# Want to adopt in the future, but have fears.



## CowgirlBaby

So I am currently single, living with my parents, going back to school. So this of course, wouldn't be until after I'm done school, have my own living situation etc. I have been thinking about how I want to adopt, specifically I wish to adopt a minority child, who otherwise may be less likely to get adopted. A disabled child, child of colour, indigenous child etc. However my best friend and I were up visiting my god son not that long ago, due to anxieties and stuff regarding my god son's mother whom I am no longer in contact with, I hadn't seen Daemon in two years,when we went up Daemon instantly connected with my best friend and wanted nothing to do with me, so I didn't really get to connect and bond with him. 

Skip forward to yesterday when my best friend and I went out for lunch, we were talking about babies and kids, and my best friend said I don't seem to like kids between ages 4-12. I seem to like babies, like it when they're easy and then lose interest when they get older. Which isn't the case. I just don't really know how to connect well with children 4-12 years old. I connect easier with babies and teenagers. I want to learn to connect with kids ages 4-12 though, because I know when I adopt I may end up with a child in that age range. 
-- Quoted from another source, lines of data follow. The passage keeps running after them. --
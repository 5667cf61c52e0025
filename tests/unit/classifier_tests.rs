/*!
 * Tests for content classification of candidate translation files
 */

use std::fs;
use anyhow::Result;
use renextract::content::{ContentClassifier, ContentType};
use crate::common;

/// Test that a generated translation file is recognized
#[test]
fn test_classify_withTranslationFile_shouldBeTranslation() -> Result<()> {
    let temp_dir = common::create_temp_dir()?;
    let path = common::create_test_file(temp_dir.path(), "tl/french/script.rpy", common::SAMPLE_TRANSLATION)?;

    let result = ContentClassifier::new().classify(&path);

    assert!(result.is_translation);
    assert_eq!(result.file_type, ContentType::Translation);
    assert_eq!(result.confidence, 95.0);

    Ok(())
}

/// Test that screens code is rejected even with a translate block in the sample
#[test]
fn test_classify_withTechnicalAndTranslationMarkers_shouldPreferTechnical() -> Result<()> {
    let temp_dir = common::create_temp_dir()?;
    let content = common::lines_content(&["translate french label:", "screen main():", "    text \"Hi\""]);
    let path = common::create_test_file(temp_dir.path(), "screens.rpy", &content)?;

    let result = ContentClassifier::new().classify(&path);

    assert!(!result.is_translation);
    assert_eq!(result.file_type, ContentType::TechnicalCode);
    assert_eq!(result.confidence, 90.0);

    Ok(())
}

/// Test that an empty file fails closed
#[test]
fn test_classify_withZeroByteFile_shouldBeTechnicalWithNoConfidence() -> Result<()> {
    let temp_dir = common::create_temp_dir()?;
    let path = common::create_test_file(temp_dir.path(), "empty.rpy", "")?;

    let result = ContentClassifier::new().classify(&path);

    assert!(!result.is_translation);
    assert_eq!(result.file_type, ContentType::TechnicalCode);
    assert_eq!(result.confidence, 0.0);

    Ok(())
}

/// Test that a missing file fails closed instead of erroring
#[test]
fn test_classify_withMissingFile_shouldBeTechnicalWithNoConfidence() -> Result<()> {
    let temp_dir = common::create_temp_dir()?;

    let result = ContentClassifier::new().classify(temp_dir.path().join("absent.rpy"));

    assert_eq!(result.file_type, ContentType::TechnicalCode);
    assert_eq!(result.confidence, 0.0);
    assert!(result.reason.contains("Unable to read"));

    Ok(())
}

/// Test that a UTF-8 BOM does not hide the first translate block
#[test]
fn test_classify_withByteOrderMark_shouldStillDetectTranslation() -> Result<()> {
    let temp_dir = common::create_temp_dir()?;
    let path = temp_dir.path().join("bom.rpy");
    let mut bytes = vec![0xEF, 0xBB, 0xBF];
    bytes.extend_from_slice(b"translate french start_1:\n    e \"Salut\"\n");
    fs::write(&path, bytes)?;

    let result = ContentClassifier::new().classify(&path);

    assert!(result.is_translation);

    Ok(())
}

/// Test that non-.rpy candidates are invalid without being read
#[test]
fn test_classifyCandidate_withTextFile_shouldBeInvalid() -> Result<()> {
    let temp_dir = common::create_temp_dir()?;
    let path = common::create_test_file(temp_dir.path(), "notes.txt", common::SAMPLE_TRANSLATION)?;

    let result = ContentClassifier::new().classify_candidate(&path);

    assert!(!result.is_translation);
    assert_eq!(result.file_type, ContentType::Invalid);
    assert_eq!(result.confidence, 0.0);

    Ok(())
}

/// Test that .rpy candidates go through normal classification
#[test]
fn test_classifyCandidate_withRpyFile_shouldClassifyContent() -> Result<()> {
    let temp_dir = common::create_temp_dir()?;
    let path = common::create_test_file(temp_dir.path(), "script.RPY", common::SAMPLE_TRANSLATION)?;

    let result = ContentClassifier::new().classify_candidate(&path);

    assert_eq!(result.file_type, ContentType::Translation);

    Ok(())
}

/// Test that a plain script without markers is rejected with the middle confidence
#[test]
fn test_classify_withPlainScript_shouldRejectWithoutMarkers() -> Result<()> {
    let temp_dir = common::create_temp_dir()?;
    let path = common::create_test_file(temp_dir.path(), "script.rpy", "label start:\n    e \"Hi\"\n    return\n")?;

    let result = ContentClassifier::new().classify(&path);

    assert_eq!(result.file_type, ContentType::TechnicalCode);
    assert_eq!(result.confidence, 70.0);

    Ok(())
}

/// Test that only the leading non-empty lines of a file are sampled
#[test]
fn test_classify_withMarkerPastSample_shouldIgnoreLaterLines() -> Result<()> {
    let temp_dir = common::create_temp_dir()?;
    let mut content = String::new();
    for i in 0..25 {
        content.push_str(&format!("# comment {}\r\n\r\n", i));
    }
    content.push_str("translate french late_block:\r\n");
    let path = common::create_test_file(temp_dir.path(), "late.rpy", &content)?;

    let default_sample = ContentClassifier::new().classify(&path);
    let wide_sample = ContentClassifier::with_sample_lines(26).classify(&path);

    assert_eq!(default_sample.file_type, ContentType::TechnicalCode);
    assert_eq!(default_sample.confidence, 70.0);
    assert!(wide_sample.is_translation);

    Ok(())
}

/// Test that undecodable bytes after the sample do not affect the result
#[test]
fn test_classify_withInvalidBytesAfterSample_shouldClassifySample() -> Result<()> {
    let temp_dir = common::create_temp_dir()?;
    let path = temp_dir.path().join("mixed.rpy");
    let mut bytes = b"translate french start_1:\n    e \"Salut\"\n".to_vec();
    bytes.extend_from_slice(b"\xFF\xFE broken \xE9\n");
    fs::write(&path, bytes)?;

    let result = ContentClassifier::with_sample_lines(2).classify(&path);

    assert!(result.is_translation);

    Ok(())
}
I'm afraid of becoming a parent I would hate and being unable to connect with a child in that age range. Does it get easier when you adopt/have your own? Any suggestions on how I can learn to connect with that age range? I am going to spend more time with my god son, just going up for visits by myself without my best friend. Trying to spend more time with my co workers daughter Emily who is 11. I am also going to be getting some psychiatric help for the fact that I had an iffy childhood in that age range, so I blocked most of that time period out. I wanna become the best parent I can. 

Any other resources I can look into? Am I possibly over thinking what she said? Counting down the time till I can consider adopting!


----------